どうせ流出したのであれば、もっと大々的に広げてしまえばいい。

解読された名付けの魔法陣という特殊な技術を、オープンソースされたプログラムのように誰もが簡単に使えるようにしてしまうというのはどうだろうか。

【命名】という呪文はまさにそんな、ブリリア魔導国に対する強引な対抗手段としての意味合いもあった。

今、俺はバリアントを任せているスーラが連れてきた霊峰の麓に住む迫害された人々に名付けをしていた。

そして、そこで【命名】が呪文化した。

つまり、これから東方の住人に俺が名付けをしたら、そいつらは【命名】が使えることになる。

それは、これから勝手にそいつらから名付けの連鎖が広がり、魔法を使える者が増えていく可能性もあるということになる。

どこまで広がるだろうか?

もしかしたら、あまり広がらないかもしれない。

霊峰という厳しい環境で生きている彼らはあまり遠出したりしないし、閉鎖された社会で生活している。

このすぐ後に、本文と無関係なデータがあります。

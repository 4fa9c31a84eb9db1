//! Query execution against a [`Connection`]
//!
//! Builders that can run themselves implement one of two traits, matching
//! the kind of statement they produce: [`Enquirable`] for SELECT, which
//! hands back rows, and [`Executable`] for INSERT, UPDATE and DELETE, which
//! report an affected-row count. Both compile the builder first when it is
//! not compiled yet.

use std::sync::Arc;

use serde::de::DeserializeOwned;
use tracing::{debug, warn};

use crate::builder::QueryBuilder;
use crate::connection::{Connection, QueryResult, Row};
use crate::{Error, Result};

fn ensure_compiled<B: QueryBuilder + ?Sized>(builder: &mut B) {
    if !builder.is_compiled() {
        builder.compile();
    }
}

fn log_soft_failure(connection: &dyn Connection) {
    let code = connection.query_errno();
    if code != 0 {
        warn!(
            code,
            error = %connection.query_error().unwrap_or_default(),
            "statement failed"
        );
    }
}

/// Run a builder's compiled statement and return the affected-row count.
///
/// Builders that override [`Executable::execute`] call this for the
/// statement itself before doing their own follow-up work.
pub fn execute_compiled<B: Executable + ?Sized>(builder: &mut B) -> Result<u64> {
    ensure_compiled(builder);
    let connection = Arc::clone(builder.connection());
    let compiled = builder.store().compiled();

    debug!(
        sql = %compiled.sql,
        types = %compiled.types,
        params = compiled.values.len(),
        "executing statement"
    );
    let affected = connection.execute(&compiled.sql, &compiled.types, &compiled.values)?;
    if affected == 0 {
        log_soft_failure(connection.as_ref());
    }
    debug!(affected, "statement executed");
    Ok(affected)
}

/// Builders producing INSERT, UPDATE or DELETE statements
pub trait Executable: QueryBuilder {
    fn connection(&self) -> &Arc<dyn Connection>;

    /// Run the statement, compiling it first if needed
    fn execute(&mut self) -> Result<u64> {
        execute_compiled(self)
    }
}

fn deserialize_row<T: DeserializeOwned>(row: Row) -> Result<T> {
    let object = row
        .into_iter()
        .map(|(column, value)| (column, value.to_json()))
        .collect::<serde_json::Map<_, _>>();
    Ok(serde_json::from_value(serde_json::Value::Object(object))?)
}

/// Builders producing SELECT statements
pub trait Enquirable: QueryBuilder {
    fn connection(&self) -> &Arc<dyn Connection>;

    /// Run the query, compiling it first if needed.
    ///
    /// `Ok(None)` means the driver rejected the statement; the reason is
    /// available through the connection's `query_error`.
    fn enquire(&mut self) -> Result<Option<Box<dyn QueryResult>>> {
        ensure_compiled(self);
        let connection = Arc::clone(Enquirable::connection(self));
        let compiled = self.store().compiled();

        debug!(
            sql = %compiled.sql,
            types = %compiled.types,
            params = compiled.values.len(),
            "running query"
        );
        let result = connection.enquire(&compiled.sql, &compiled.types, &compiled.values)?;
        match &result {
            Some(rows) => debug!(rows = rows.num_rows(), "query returned"),
            None => log_soft_failure(connection.as_ref()),
        }
        Ok(result)
    }

    /// Run the query and deserialize every row into `T`
    fn fetch_all<T>(&mut self) -> Result<Vec<T>>
    where
        Self: Sized,
        T: DeserializeOwned,
    {
        let mut result = self.enquire_required()?;
        let mut rows = Vec::with_capacity(result.num_rows());
        while let Some(row) = result.fetch_assoc(false) {
            rows.push(deserialize_row(row)?);
        }
        result.destroy();
        Ok(rows)
    }

    /// Run the query and deserialize the first row, if any, into `T`
    fn fetch_optional<T>(&mut self) -> Result<Option<T>>
    where
        Self: Sized,
        T: DeserializeOwned,
    {
        let mut result = self.enquire_required()?;
        result.fetch_assoc(true).map(deserialize_row).transpose()
    }

    /// Like `enquire`, but a rejected statement becomes [`Error::Query`]
    fn enquire_required(&mut self) -> Result<Box<dyn QueryResult>>
    where
        Self: Sized,
    {
        let connection = Arc::clone(Enquirable::connection(self));
        self.enquire()?.ok_or_else(|| {
            Error::query(
                connection.query_errno(),
                connection.query_error().unwrap_or_default(),
            )
        })
    }
}

#[cfg(test)]
mod tests {
    use super::*;
    use crate::builder::{ChangeableFields, Conditional, SelectableFields};
    use crate::testing::RecordingConnection;
    use crate::{Database, Value};
    use serde::Deserialize;

    #[derive(Debug, Deserialize, PartialEq)]
    struct User {
        id: i64,
        name: String,
    }

    #[test]
    fn test_execute_compiles_first() {
        let conn = RecordingConnection::new();
        let db = Database::new(conn.clone());

        let mut delete = db.delete("users").cond("id", 'i', 4);
        assert!(!delete.is_compiled());
        assert_eq!(delete.execute().unwrap(), 1);
        assert!(delete.is_compiled());

        let calls = conn.calls();
        assert_eq!(calls.len(), 1);
        assert_eq!(calls[0].sql, "DELETE users FROM users WHERE id = ?");
        assert_eq!(calls[0].types, "i");
        assert_eq!(calls[0].values, vec![Value::from(4)]);
    }

    #[test]
    fn test_execute_reuses_compiled_plan() {
        let conn = RecordingConnection::new();
        let db = Database::new(conn.clone());

        let mut update = db
            .update("counters")
            .add_segment_ids(["hits", "name"])
            .field("hits", 'i', 0)
            .cond("name", 's', "home");
        update.compile();

        for (hits, name) in [(1, "a"), (2, "b")] {
            update.set_segment_input("hits", [hits]);
            update.set_segment_input("name", [name]);
            update.execute().unwrap();
        }

        let calls = conn.calls();
        assert_eq!(calls.len(), 2);
        assert_eq!(calls[0].sql, calls[1].sql);
        assert_eq!(calls[0].values, vec![Value::from(1), Value::from("a")]);
        assert_eq!(calls[1].values, vec![Value::from(2), Value::from("b")]);
    }

    #[test]
    fn test_enquire_returns_rows() {
        let conn = RecordingConnection::with_rows(
            &["id", "name"],
            vec![vec![Value::I64(1), Value::from("ann")]],
        );
        let db = Database::new(conn.clone());

        let mut select = db.select("users").fields(("id", "name"));
        let mut result = select.enquire().unwrap().unwrap();
        assert_eq!(result.num_rows(), 1);
        assert_eq!(result.fetch(false).unwrap()[1], Value::from("ann"));
        assert_eq!(conn.calls()[0].sql, "SELECT id, name FROM users");
    }

    #[test]
    fn test_fetch_all_deserializes() {
        let conn = RecordingConnection::with_rows(
            &["id", "name"],
            vec![
                vec![Value::I64(1), Value::from("ann")],
                vec![Value::I64(2), Value::from("bob")],
            ],
        );
        let db = Database::new(conn);

        let users: Vec<User> = db.select("users").fetch_all().unwrap();
        assert_eq!(
            users,
            vec![
                User { id: 1, name: "ann".to_string() },
                User { id: 2, name: "bob".to_string() },
            ]
        );
    }

    #[test]
    fn test_fetch_optional() {
        let conn = RecordingConnection::with_rows(&["id", "name"], vec![]);
        let db = Database::new(conn);
        let user: Option<User> = db.select("users").fetch_optional().unwrap();
        assert_eq!(user, None);
    }

    #[test]
    fn test_rejected_query_becomes_error() {
        let conn = RecordingConnection::failing(1, "no such table: users");
        let db = Database::new(conn);

        let mut select = db.select("users");
        assert!(select.enquire().unwrap().is_none());

        let err = select.fetch_all::<User>().unwrap_err();
        assert!(matches!(err, Error::Query { code: 1, .. }));
    }

    #[test]
    fn test_unknown_tag_is_hard_failure() {
        let conn = RecordingConnection::new();
        let db = Database::new(conn);
        let mut delete = db.delete("users").cond("id", 'x', 1);
        assert!(matches!(
            delete.execute(),
            Err(Error::UnknownParam { tag: 'x' })
        ));
    }
}
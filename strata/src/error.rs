//! Error types for Strata

use thiserror::Error;

/// The main error type for Strata operations
#[derive(Error, Debug)]
pub enum Error {
    /// Error raised by the query builders or the connection contract
    #[error(transparent)]
    Core(#[from] strata_core::Error),

    /// Database connection or execution error
    #[error("Database error: {0}")]
    Database(#[from] sqlx::Error),

    /// No driver is registered under this name
    #[error("Unknown database driver '{name}'")]
    UnknownDriver { name: String },

    /// A protocol string that is not `<driver>://<target>`
    #[error("Invalid database protocol '{protocol}'")]
    InvalidProtocol { protocol: String },

    /// Encryption failed, or decrypted data did not verify
    #[error("Crypt error: {message}")]
    Crypt { message: String },

    /// Missing or malformed settings
    #[error("Configuration error: {message}")]
    Config { message: String },

    /// I/O error
    #[error("I/O error: {0}")]
    Io(#[from] std::io::Error),

    /// Serialization error
    #[error("Serialization error: {0}")]
    Serialization(#[from] serde_json::Error),
}

/// Convenience Result type for Strata operations
pub type Result<T> = std::result::Result<T, Error>;

impl Error {
    pub fn unknown_driver(name: impl Into<String>) -> Self {
        Self::UnknownDriver { name: name.into() }
    }

    pub fn invalid_protocol(protocol: impl Into<String>) -> Self {
        Self::InvalidProtocol {
            protocol: protocol.into(),
        }
    }

    pub fn crypt(message: impl Into<String>) -> Self {
        Self::Crypt {
            message: message.into(),
        }
    }

    pub fn config(message: impl Into<String>) -> Self {
        Self::Config {
            message: message.into(),
        }
    }
}

#[cfg(test)]
mod tests {
    use super::*;

    #[test]
    fn test_core_error_is_transparent() {
        let err: Error = strata_core::Error::dead_resource("call").into();
        assert_eq!(err.to_string(), "Attempt to make call on dead resource");
        assert!(matches!(
            err,
            Error::Core(strata_core::Error::DeadResource { .. })
        ));
    }

    #[test]
    fn test_messages() {
        assert_eq!(
            Error::unknown_driver("oracle").to_string(),
            "Unknown database driver 'oracle'"
        );
        assert_eq!(
            Error::invalid_protocol("nowhere").to_string(),
            "Invalid database protocol 'nowhere'"
        );
        assert_eq!(
            Error::config("DATABASE is not set").to_string(),
            "Configuration error: DATABASE is not set"
        );
        assert_eq!(
            Error::crypt("Verification failed").to_string(),
            "Crypt error: Verification failed"
        );
    }
}
//! Error types for strata-core

use thiserror::Error;

/// The main error type for query building and binding
#[derive(Error, Debug)]
pub enum Error {
    /// Bound values do not line up with their type tags, or a sub-query
    /// template is malformed
    #[error("Argument error: {message}")]
    Argument { message: String },

    /// A call was made while no live connection exists
    #[error("Attempt to make {action} on dead resource")]
    DeadResource { action: &'static str },

    /// A type tag outside of `s`, `i`, `f` and `b` reached the binding stage
    #[error("Cannot bind unknown param '{tag}'")]
    UnknownParam { tag: char },

    /// The driver reported a failed query where a result was required
    #[error("Query failed ({code}): {message}")]
    Query { code: i32, message: String },

    /// Serialization error
    #[error("Serialization error: {0}")]
    Serialization(#[from] serde_json::Error),
}

/// Convenience Result type for strata-core operations
pub type Result<T> = std::result::Result<T, Error>;

impl Error {
    /// Create a new argument error
    pub fn argument(message: impl Into<String>) -> Self {
        Self::Argument {
            message: message.into(),
        }
    }

    /// Create a new dead resource error for a `call` or a `query`
    pub fn dead_resource(action: &'static str) -> Self {
        Self::DeadResource { action }
    }

    /// Create a new unknown param error
    pub fn unknown_param(tag: char) -> Self {
        Self::UnknownParam { tag }
    }

    /// Create a new query error from a driver error pair
    pub fn query(code: i32, message: impl Into<String>) -> Self {
        Self::Query {
            code,
            message: message.into(),
        }
    }
}

#[cfg(test)]
mod tests {
    use super::*;

    #[test]
    fn test_argument_error() {
        let err = Error::argument("types/input mismatch");
        assert!(matches!(err, Error::Argument { .. }));
        assert_eq!(err.to_string(), "Argument error: types/input mismatch");
    }

    #[test]
    fn test_dead_resource_error() {
        let err = Error::dead_resource("query");
        assert_eq!(err.to_string(), "Attempt to make query on dead resource");

        let err = Error::dead_resource("call");
        assert_eq!(err.to_string(), "Attempt to make call on dead resource");
    }

    #[test]
    fn test_unknown_param_error() {
        let err = Error::unknown_param('x');
        assert!(matches!(err, Error::UnknownParam { tag: 'x' }));
        assert_eq!(err.to_string(), "Cannot bind unknown param 'x'");
    }

    #[test]
    fn test_query_error() {
        let err = Error::query(1, "no such table: users");
        assert_eq!(err.to_string(), "Query failed (1): no such table: users");
    }
}
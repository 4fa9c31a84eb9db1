//! Encryption of data at rest
//!
//! An [`Encrypter`] turns text into an opaque, printable ciphertext and
//! back, using a caller supplied password. The cache uses it to keep stored
//! values unreadable without the key.

use std::collections::HashMap;
use std::fmt;
use std::sync::Arc;

use tracing::warn;

use crate::{Error, Result};

/// Symmetric, authenticated encryption keyed by a password
pub trait Encrypter: fmt::Debug + Send + Sync {
    /// Name the encrypter is registered under
    fn driver(&self) -> &str;

    fn encrypt(&self, data: &str, key: &str) -> Result<String>;

    /// Fails with [`Error::Crypt`] when `data` was not produced by
    /// `encrypt` with the same key
    fn decrypt(&self, data: &str, key: &str) -> Result<String>;
}

pub const BLAKE3_DRIVER: &str = "blake3";

const NONCE_LEN: usize = 24;
const TAG_LEN: usize = blake3::OUT_LEN;
const STREAM_CONTEXT: &str = "strata 2026-01-01 encrypter keystream";
const MAC_CONTEXT: &str = "strata 2026-01-01 encrypter mac";

/// Encrypter built on BLAKE3.
///
/// Each message gets a random nonce. The keystream is the keyed BLAKE3 XOF
/// of the nonce and the tag is a keyed BLAKE3 hash over nonce and
/// ciphertext, with both keys derived from the password. The output is
/// lowercase hex of `nonce || ciphertext || tag`.
#[derive(Debug, Clone, Copy, Default)]
pub struct Blake3Encrypter;

impl Blake3Encrypter {
    pub fn new() -> Self {
        Self
    }

    pub fn shared() -> Arc<dyn Encrypter> {
        Arc::new(Self)
    }

    fn apply_keystream(key: &str, nonce: &[u8], data: &mut [u8]) {
        let stream_key = blake3::derive_key(STREAM_CONTEXT, key.as_bytes());
        let mut keystream = vec![0u8; data.len()];
        blake3::Hasher::new_keyed(&stream_key)
            .update(nonce)
            .finalize_xof()
            .fill(&mut keystream);
        for (byte, mask) in data.iter_mut().zip(keystream) {
            *byte ^= mask;
        }
    }

    fn tag(key: &str, sealed: &[u8]) -> blake3::Hash {
        let mac_key = blake3::derive_key(MAC_CONTEXT, key.as_bytes());
        blake3::keyed_hash(&mac_key, sealed)
    }
}

fn require_key(key: &str) -> Result<()> {
    if key.is_empty() {
        return Err(Error::crypt("A password is required"));
    }
    Ok(())
}

fn to_hex(bytes: &[u8]) -> String {
    bytes.iter().map(|byte| format!("{:02x}", byte)).collect()
}

fn from_hex(text: &str) -> Result<Vec<u8>> {
    if text.len() % 2 != 0 || !text.is_ascii() {
        return Err(Error::crypt("Ciphertext is not hex encoded"));
    }
    (0..text.len())
        .step_by(2)
        .map(|at| {
            u8::from_str_radix(&text[at..at + 2], 16)
                .map_err(|_| Error::crypt("Ciphertext is not hex encoded"))
        })
        .collect()
}

impl Encrypter for Blake3Encrypter {
    fn driver(&self) -> &str {
        BLAKE3_DRIVER
    }

    fn encrypt(&self, data: &str, key: &str) -> Result<String> {
        require_key(key)?;

        let nonce: [u8; NONCE_LEN] = rand::random();
        let mut sealed = Vec::with_capacity(NONCE_LEN + data.len() + TAG_LEN);
        sealed.extend_from_slice(&nonce);
        sealed.extend_from_slice(data.as_bytes());
        Self::apply_keystream(key, &nonce, &mut sealed[NONCE_LEN..]);

        let tag = Self::tag(key, &sealed);
        sealed.extend_from_slice(tag.as_bytes());
        Ok(to_hex(&sealed))
    }

    fn decrypt(&self, data: &str, key: &str) -> Result<String> {
        require_key(key)?;

        let sealed = from_hex(data)?;
        if sealed.len() < NONCE_LEN + TAG_LEN {
            return Err(Error::crypt("Ciphertext is truncated"));
        }
        let (body, tag) = sealed.split_at(sealed.len() - TAG_LEN);
        let mut expected = [0u8; TAG_LEN];
        expected.copy_from_slice(tag);
        if Self::tag(key, body) != blake3::Hash::from(expected) {
            warn!("ciphertext failed verification");
            return Err(Error::crypt("Verification failed"));
        }

        let (nonce, ciphertext) = body.split_at(NONCE_LEN);
        let mut plain = ciphertext.to_vec();
        Self::apply_keystream(key, nonce, &mut plain);
        String::from_utf8(plain).map_err(|_| Error::crypt("Decrypted data is not UTF-8"))
    }
}

/// Creates an encrypter
pub type EncrypterFactory = fn() -> Arc<dyn Encrypter>;

/// Maps encrypter names to factories
#[derive(Debug, Clone, Default)]
pub struct EncrypterRegistry {
    drivers: HashMap<String, EncrypterFactory>,
}

impl EncrypterRegistry {
    pub fn new() -> Self {
        Self::default()
    }

    /// A registry holding every encrypter in this crate
    pub fn with_defaults() -> Self {
        let mut registry = Self::new();
        registry.register(BLAKE3_DRIVER, Blake3Encrypter::shared);
        registry
    }

    pub fn register(&mut self, name: &str, factory: EncrypterFactory) -> Option<EncrypterFactory> {
        self.drivers.insert(name.to_string(), factory)
    }

    pub fn contains(&self, name: &str) -> bool {
        self.drivers.contains_key(name)
    }

    pub fn create(&self, name: &str) -> Result<Arc<dyn Encrypter>> {
        let factory = self
            .drivers
            .get(name)
            .ok_or_else(|| Error::unknown_driver(name))?;
        Ok(factory())
    }
}
//! DELETE query builder implementation

use std::sync::Arc;

use super::common::{Conditional, Join};
use super::QueryBuilder;
use crate::connection::Connection;
use crate::executor::Executable;
use crate::segment::{Group, SegmentStore};

/// Builder for `DELETE` statements.
///
/// The master table (its alias when one was given) names the delete target:
/// `DELETE u FROM users u ...`.
#[derive(Debug)]
pub struct DeleteQuery {
    store: SegmentStore,
    connection: Arc<dyn Connection>,
}

impl DeleteQuery {
    pub fn new(connection: Arc<dyn Connection>, table: &str, alias: Option<&str>) -> Self {
        Self::with_store(SegmentStore::default(), connection, table, alias)
    }

    pub(crate) fn with_store(
        mut store: SegmentStore,
        connection: Arc<dyn Connection>,
        table: &str,
        alias: Option<&str>,
    ) -> Self {
        store.push_table(table, alias);
        Self { store, connection }
    }
}

impl QueryBuilder for DeleteQuery {
    fn store(&self) -> &SegmentStore {
        &self.store
    }

    fn store_mut(&mut self) -> &mut SegmentStore {
        &mut self.store
    }

    fn compile(&mut self) {
        let head = format!("DELETE {} FROM", self.store.master_table().unwrap_or_default());
        let store = &mut self.store;
        store.begin_compile(head);
        store.compile_group(Group::Table);
        store.compile_group(Group::Join);
        if store.count(Group::Conditional) > 0 {
            store.push_sql(" WHERE");
            store.compile_group(Group::Conditional);
        }
        store.finish_compile();
    }
}

impl Conditional for DeleteQuery {}
impl Join for DeleteQuery {}

impl Executable for DeleteQuery {
    fn connection(&self) -> &Arc<dyn Connection> {
        &self.connection
    }
}
//! Bound parameter values and their type tags

use std::fmt::{self, Display};

use crate::{Error, Result};

/// A SQL value that can be bound to a `?` placeholder
#[derive(Debug, Clone, PartialEq)]
pub enum Value {
    /// Null value
    Null,
    /// Boolean value
    Bool(bool),
    /// 32-bit integer
    I32(i32),
    /// 64-bit integer
    I64(i64),
    /// 32-bit float
    F32(f32),
    /// 64-bit float
    F64(f64),
    /// String value
    String(String),
    /// Bytes value
    Bytes(Vec<u8>),
}

impl Value {
    pub fn is_null(&self) -> bool {
        matches!(self, Value::Null)
    }

    /// Integer view used when binding with the `i` tag
    pub fn as_i64(&self) -> Option<i64> {
        match self {
            Value::Bool(b) => Some(i64::from(*b)),
            Value::I32(i) => Some(i64::from(*i)),
            Value::I64(i) => Some(*i),
            Value::F32(f) => Some(*f as i64),
            Value::F64(f) => Some(*f as i64),
            Value::String(s) => s.trim().parse().ok(),
            Value::Null | Value::Bytes(_) => None,
        }
    }

    /// Float view used when binding with the `f` tag
    pub fn as_f64(&self) -> Option<f64> {
        match self {
            Value::Bool(b) => Some(if *b { 1.0 } else { 0.0 }),
            Value::I32(i) => Some(f64::from(*i)),
            Value::I64(i) => Some(*i as f64),
            Value::F32(f) => Some(f64::from(*f)),
            Value::F64(f) => Some(*f),
            Value::String(s) => s.trim().parse().ok(),
            Value::Null | Value::Bytes(_) => None,
        }
    }

    /// Text view used when binding with the `s` tag
    pub fn as_text(&self) -> Option<String> {
        match self {
            Value::Null => None,
            Value::Bool(b) => Some(if *b { "1" } else { "0" }.to_string()),
            Value::I32(i) => Some(i.to_string()),
            Value::I64(i) => Some(i.to_string()),
            Value::F32(f) => Some(f.to_string()),
            Value::F64(f) => Some(f.to_string()),
            Value::String(s) => Some(s.clone()),
            Value::Bytes(b) => Some(String::from_utf8_lossy(b).into_owned()),
        }
    }

    /// Blob view used when binding with the `b` tag
    pub fn as_blob(&self) -> Option<Vec<u8>> {
        match self {
            Value::Null => None,
            Value::Bytes(b) => Some(b.clone()),
            other => other.as_text().map(String::into_bytes),
        }
    }

    /// Convert to a JSON value, used when deserializing fetched rows
    pub fn to_json(&self) -> serde_json::Value {
        match self {
            Value::Null => serde_json::Value::Null,
            Value::Bool(b) => serde_json::Value::Bool(*b),
            Value::I32(i) => serde_json::Value::Number(serde_json::Number::from(*i)),
            Value::I64(i) => serde_json::Value::Number(serde_json::Number::from(*i)),
            Value::F32(f) => serde_json::Number::from_f64(f64::from(*f))
                .map(serde_json::Value::Number)
                .unwrap_or(serde_json::Value::Null),
            Value::F64(f) => serde_json::Number::from_f64(*f)
                .map(serde_json::Value::Number)
                .unwrap_or(serde_json::Value::Null),
            Value::String(s) => serde_json::Value::String(s.clone()),
            Value::Bytes(b) => serde_json::Value::Array(
                b.iter()
                    .map(|byte| serde_json::Value::Number(serde_json::Number::from(*byte)))
                    .collect(),
            ),
        }
    }
}

// Implement From for common types
impl From<()> for Value {
    fn from(_: ()) -> Self {
        Value::Null
    }
}

impl From<bool> for Value {
    fn from(val: bool) -> Self {
        Value::Bool(val)
    }
}

impl From<i32> for Value {
    fn from(val: i32) -> Self {
        Value::I32(val)
    }
}

impl From<i64> for Value {
    fn from(val: i64) -> Self {
        Value::I64(val)
    }
}

impl From<u32> for Value {
    fn from(val: u32) -> Self {
        Value::I64(i64::from(val))
    }
}

impl From<f32> for Value {
    fn from(val: f32) -> Self {
        Value::F32(val)
    }
}

impl From<f64> for Value {
    fn from(val: f64) -> Self {
        Value::F64(val)
    }
}

impl From<String> for Value {
    fn from(val: String) -> Self {
        Value::String(val)
    }
}

impl From<&str> for Value {
    fn from(val: &str) -> Self {
        Value::String(val.to_string())
    }
}

impl From<&String> for Value {
    fn from(val: &String) -> Self {
        Value::String(val.clone())
    }
}

impl From<Vec<u8>> for Value {
    fn from(val: Vec<u8>) -> Self {
        Value::Bytes(val)
    }
}

impl From<&[u8]> for Value {
    fn from(val: &[u8]) -> Self {
        Value::Bytes(val.to_vec())
    }
}

impl<T> From<Option<T>> for Value
where
    T: Into<Value>,
{
    fn from(opt: Option<T>) -> Self {
        match opt {
            Some(val) => val.into(),
            None => Value::Null,
        }
    }
}

/// Parameter type marker read positionally alongside bound values
#[derive(Debug, Clone, Copy, PartialEq, Eq, Hash)]
pub enum TypeTag {
    /// `s`
    Text,
    /// `i`
    Integer,
    /// `f`
    Float,
    /// `b`
    Blob,
}

impl TypeTag {
    pub fn as_char(&self) -> char {
        match self {
            TypeTag::Text => 's',
            TypeTag::Integer => 'i',
            TypeTag::Float => 'f',
            TypeTag::Blob => 'b',
        }
    }
}

impl TryFrom<char> for TypeTag {
    type Error = Error;

    fn try_from(tag: char) -> Result<Self> {
        match tag {
            's' => Ok(TypeTag::Text),
            'i' => Ok(TypeTag::Integer),
            'f' => Ok(TypeTag::Float),
            'b' => Ok(TypeTag::Blob),
            other => Err(Error::unknown_param(other)),
        }
    }
}

impl Display for TypeTag {
    fn fmt(&self, f: &mut fmt::Formatter<'_>) -> fmt::Result {
        write!(f, "{}", self.as_char())
    }
}

/// Pair every bound value with its parsed type tag.
///
/// This is the check every `Connection` runs before binding: the tag string
/// must only use the four known characters and must be exactly as long as
/// the value list.
pub fn typed_params<'a>(types: &str, values: &'a [Value]) -> Result<Vec<(TypeTag, &'a Value)>> {
    let tags = types
        .chars()
        .map(TypeTag::try_from)
        .collect::<Result<Vec<_>>>()?;

    if tags.len() != values.len() {
        return Err(Error::argument(format!(
            "The type definitions do not match the input data ({} types, {} values)",
            tags.len(),
            values.len()
        )));
    }

    Ok(tags.into_iter().zip(values.iter()).collect())
}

自分たちの集落の中でだけ名付けをして、そこで終わるかもしれない。

いや、そうとも限らないか。

今年はすでに他の者にも名付けをした。

シャーロットとの取引で、シャーロットの部下たちにも名付けをしたので、そいつらも今頃唐突に【命名】が使えるようになっていることだろう。

であれば、まるで新型のウイルスに感染したかのように爆発的に増える可能性があるだろう。

そうなれば、名付けの連鎖は止まらない。

なにせ、【命名】という呪文に対する抗体を持つ者はただの一人もいないのだから。

まるでパンデミックを引き起こしたかのように、東方全体に名付けの波が広がっていく可能性もある。

こうして、俺は【命名】という魔法を作り上げて、それを東方で使ってしまった。

それは、すべての人間が魔法を使えるようになるかもしれないという、東方世界での壮大な社会実験が密かに開始された瞬間でもあったのだった。